I paused as we passed an automatic dinner service. With a nod she assented to my enquiring look and we passed inside. A courteous robot ushered us to our tables and placed the electric menu before us. We surveyed it, chose our requirements, and then pressed the corresponding buttons arranged at the side of the menu. Instantly the table top turned over and there was our meal upon metal plates. This “turnover” was effected by tremendous centrifugal force which naturally prevented the viands from hurtling off. I would mention here that the idea of tabloid food had never really attracted anybody, and the food of 2,000 was about the same as it had always been, save for the fact that there were many cultured, delicious dishes from future ages.
Technovelgy from Liners of Time, by John Russell Fearn.
Published by Amazing Stories in 1935
Additional resources -

I was going to do a Science Fiction in the News article on this Technovelgy item, but then I realized that it would be about ten years too late!
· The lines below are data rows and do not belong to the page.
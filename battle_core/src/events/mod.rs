//! Event/command boundary between the battle core and its hosts
//!
//! The core publishes [`BattleEvent`]s to an [`EventSink`] it is handed and
//! never keeps global subscribers. Hosts drive human turns by feeding
//! [`InputCommand`]s back in.

mod bus;
mod combat_log;
mod json;

pub use bus::EventBus;
pub use combat_log::CombatLog;
pub use json::JsonLinesSink;

use crate::character::CharacterId;
use crate::combat::HitResult;
use crate::types::{BattleState, DamageType, PlayerInputPhase, StatusEffectType};
use serde::{Deserialize, Serialize};
use std::cell::RefCell;
use std::rc::Rc;

/// Outbound notification raised by the core
#[derive(Debug, Clone, PartialEq, Serialize, Deserialize)]
#[serde(tag = "event", rename_all = "snake_case")]
pub enum BattleEvent {
    BattleStarted,
    BattleEnded {
        outcome: BattleState,
    },
    BattleStateChanged {
        state: BattleState,
    },
    TurnStarted {
        character: CharacterId,
    },
    TurnEnded {
        character: CharacterId,
    },
    TurnOrderUpdated {
        round: u32,
        active: CharacterId,
        remaining: Vec<CharacterId>,
    },
    AbilityUsed {
        user: CharacterId,
        ability: String,
        target: CharacterId,
    },
    HitResolved {
        target: CharacterId,
        hit: HitResult,
        damage_type: DamageType,
    },
    DamageDealt {
        target: CharacterId,
        amount: u32,
        damage_type: DamageType,
    },
    HealingReceived {
        target: CharacterId,
        amount: u32,
    },
    CharacterDefeated {
        character: CharacterId,
    },
    StatusEffectApplied {
        target: CharacterId,
        effect: StatusEffectType,
        value: u32,
    },
    StatusEffectRemoved {
        target: CharacterId,
        effect: StatusEffectType,
    },
    PositionSwapped {
        first: CharacterId,
        second: CharacterId,
    },
    CombatLogMessage {
        text: String,
    },
    PlayerInputPhaseChanged {
        phase: PlayerInputPhase,
    },
    StagedActionChanged {
        description: String,
    },
}

/// Inbound command raised by a human-facing host
#[derive(Debug, Clone, Copy, PartialEq, Eq, Serialize, Deserialize)]
#[serde(tag = "command", rename_all = "snake_case")]
pub enum InputCommand {
    /// Index into the active character's action menu
    AbilitySelected { index: usize },
    TargetSelected { target: CharacterId },
    ActionConfirmed,
    ActionCancelled,
}

/// Receiver of battle notifications. Fire-and-forget.
pub trait EventSink {
    fn publish(&mut self, event: &BattleEvent);
}

impl EventSink for Vec<BattleEvent> {
    fn publish(&mut self, event: &BattleEvent) {
        self.push(event.clone());
    }
}

impl<S: EventSink + ?Sized> EventSink for &mut S {
    fn publish(&mut self, event: &BattleEvent) {
        (**self).publish(event);
    }
}

impl<S: EventSink + ?Sized> EventSink for Box<S> {
    fn publish(&mut self, event: &BattleEvent) {
        (**self).publish(event);
    }
}

/// Shared handle so a host can keep reading a sink the bus also writes to
impl<S: EventSink + ?Sized> EventSink for Rc<RefCell<S>> {
    fn publish(&mut self, event: &BattleEvent) {
        self.borrow_mut().publish(event);
    }
}

/// Publish a player-facing combat log line
pub(crate) fn log_message(events: &mut dyn EventSink, text: String) {
    tracing::debug!(target: "combat_log", "{}", text);
    events.publish(&BattleEvent::CombatLogMessage { text });
}
//! Help view

use crate::app::App;
use ratatui::{
    layout::Rect,
    style::{Color, Modifier, Style},
    text::{Line, Span},
    widgets::{Block, Borders, Paragraph},
    Frame,
};

pub fn draw(f: &mut Frame, app: &App, area: Rect) {
    let config = app.battle.config();

    let lines = vec![
        header("═══ Controls ═══"),
        key_line("↑/k  ↓/j", "Move through abilities or targets"),
        key_line("Enter / Space", "Select, then confirm"),
        key_line("Esc / Backspace", "Step back"),
        key_line("p", "Pass the rest of the turn"),
        key_line("PgUp / PgDn", "Scroll combat log"),
        key_line("r", "Start a new battle (next seed)"),
        key_line("q / Ctrl+C", "Quit"),
        Line::from(""),
        header("═══ Turns ═══"),
        Line::from(format!(
            "  Each turn grants {} Long and {} Short action point(s).",
            config.action_points.long, config.action_points.short
        )),
        Line::from("  Short abilities may borrow the Long action."),
        Line::from("  Order: priority bucket first, then initiative."),
        Line::from(""),
        header("═══ Damage ═══"),
        Line::from(format!(
            "  Physical = round(power + STR × {}) - armor",
            config.damage.strength_multiplier
        )),
        Line::from("  Magical = round(power × (1 - resist / 100))"),
        Line::from(format!(
            "  Crits deal ×{}; Mark adds {:.0}% before shields absorb",
            config.hit.crit_damage_multiplier,
            config.status.mark_damage_bonus * 100.0
        )),
        Line::from(""),
        header("═══ Stances ═══"),
        Line::from("  Anticipate: act first next round, lose a short action"),
        Line::from(format!(
            "  Prepare: act last, recover {:.0}% energy and mana",
            config.status.prepare_bonus * 100.0
        )),
        Line::from(format!(
            "  Protect ×{} / Hide ×{} chance of being targeted",
            config.aggro.protect_multiplier, config.aggro.hide_multiplier
        )),
    ];

    let paragraph = Paragraph::new(lines).block(Block::default().borders(Borders::ALL).title(" Help "));
    f.render_widget(paragraph, area);
}

fn header(text: &'static str) -> Line<'static> {
    Line::from(Span::styled(
        text,
        Style::default().fg(Color::Cyan).add_modifier(Modifier::BOLD),
    ))
}

fn key_line(key: &str, desc: &str) -> Line<'static> {
    Line::from(vec![
        Span::styled(format!("  {:20}", key), Style::default().fg(Color::Yellow)),
        Span::styled(desc.to_string(), Style::default().fg(Color::White)),
    ])
}
//! Action menu for the active human character

use crate::app::App;
use battle_core::types::PlayerInputPhase;
use ratatui::{
    layout::Rect,
    style::{Color, Modifier, Style},
    text::{Line, Span},
    widgets::{Block, Borders, List, ListItem},
    Frame,
};

pub fn draw(f: &mut Frame, app: &App, area: Rect) {
    let Some(phase) = app.phase() else {
        let waiting = match app.active_character() {
            Some(c) => format!("{} is acting...", c.name()),
            None if app.battle.is_over() => "Battle over. [r] for another.".to_string(),
            None => "...".to_string(),
        };
        let list = List::new(vec![ListItem::new(Span::styled(
            waiting,
            Style::default().fg(Color::DarkGray),
        ))])
        .block(Block::default().borders(Borders::ALL).title(" Actions "));
        f.render_widget(list, area);
        return;
    };

    let Some(actor) = app.active_character() else {
        return;
    };

    let mut items: Vec<ListItem> = app
        .menu()
        .into_iter()
        .enumerate()
        .map(|(i, ability)| {
            let selected = i == app.menu_cursor && phase == PlayerInputPhase::SelectingAbility;
            let staged = app
                .battle
                .input()
                .staged_ability()
                .is_some_and(|s| s.name == ability.name);

            let style = if !actor.can_use_ability(ability) {
                Style::default().fg(Color::DarkGray)
            } else if selected {
                Style::default().fg(Color::Yellow).add_modifier(Modifier::BOLD)
            } else if staged {
                Style::default().fg(Color::Magenta)
            } else {
                Style::default().fg(Color::White)
            };

            ListItem::new(Line::from(vec![
                Span::styled(if selected { "> " } else { "  " }, style),
                Span::styled(format!("{:18}", ability.name), style),
                Span::styled(ability.cost_summary(), Style::default().fg(Color::Gray)),
            ]))
        })
        .collect();

    let footer = match phase {
        PlayerInputPhase::SelectingAbility => None,
        PlayerInputPhase::SelectingTarget => Some("Choose a target".to_string()),
        PlayerInputPhase::AwaitingConfirmation => app.hud.borrow().staged.clone(),
    };
    if let Some(text) = footer {
        items.push(ListItem::new(""));
        items.push(ListItem::new(Span::styled(
            text,
            Style::default().fg(Color::Magenta).add_modifier(Modifier::BOLD),
        )));
    }

    let title = format!(" {} ", actor.name());
    let list = List::new(items).block(Block::default().borders(Borders::ALL).title(title));
    f.render_widget(list, area);
}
I do know of one restaurant that still uses them, but they're just trying to get the last bit of value from the iPads they bought twelve years ago.

Anyway, here's how they work.

Today (2022), I think the latest incarnation of the "electric menu" is the digital menu, which you pull up on your phone using a QR code on the table.

Compare to the mirror menu from Caesar's Column: A Story of the Twentieth Century (1890) by Ignatius Donnelly.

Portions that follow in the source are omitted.